=== Section Start ===
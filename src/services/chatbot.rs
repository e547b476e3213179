use std::fmt;

use clap::ValueEnum;
use serde::{Deserialize, Serialize};

pub const REPLY_PREFIX: &str = "AI: ";

/// How a reply is derived from the incoming message.
#[derive(Debug, Clone, Copy, Default, PartialEq, Eq, ValueEnum, Serialize, Deserialize)]
#[serde(rename_all = "lowercase")]
pub enum ReplyMode {
    /// `"AI: "` followed by the message reversed character by character.
    #[default]
    Reverse,
    /// The message, unchanged.
    Echo,
}

impl fmt::Display for ReplyMode {
    fn fmt(&self, f: &mut fmt::Formatter<'_>) -> fmt::Result {
        match self {
            ReplyMode::Reverse => f.write_str("reverse"),
            ReplyMode::Echo => f.write_str("echo"),
        }
    }
}

/// Reverses `msg` by Unicode scalar value.
pub fn reverse(msg: &str) -> String {
    msg.chars().rev().collect()
}

pub fn generate_reply(mode: ReplyMode, user_msg: &str) -> String {
    match mode {
        ReplyMode::Reverse => format!("{}{}", REPLY_PREFIX, reverse(user_msg)),
        ReplyMode::Echo => user_msg.to_string(),
    }
}

#[cfg(test)]
mod tests {
    use super::*;

    #[test]
    fn reverse_mode_prefixes_reversed_message() {
        assert_eq!(generate_reply(ReplyMode::Reverse, "hello"), "AI: olleh");
        assert_eq!(generate_reply(ReplyMode::Reverse, ""), "AI: ");
    }

    #[test]
    fn echo_mode_is_identity() {
        assert_eq!(generate_reply(ReplyMode::Echo, "hello"), "hello");
        assert_eq!(generate_reply(ReplyMode::Echo, ""), "");
    }

    #[test]
    fn default_mode_is_reverse() {
        assert_eq!(ReplyMode::default(), ReplyMode::Reverse);
    }
}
=== Section End ===
# TASK TO CARRY OUT:
Where does the word "self" appear in the material above? Copy every line that holds it.

# SOLUTION TO THIS PROBLEM:
    fn fmt(&self, f: &mut fmt::Formatter<'_>) -> fmt::Result {
        match self {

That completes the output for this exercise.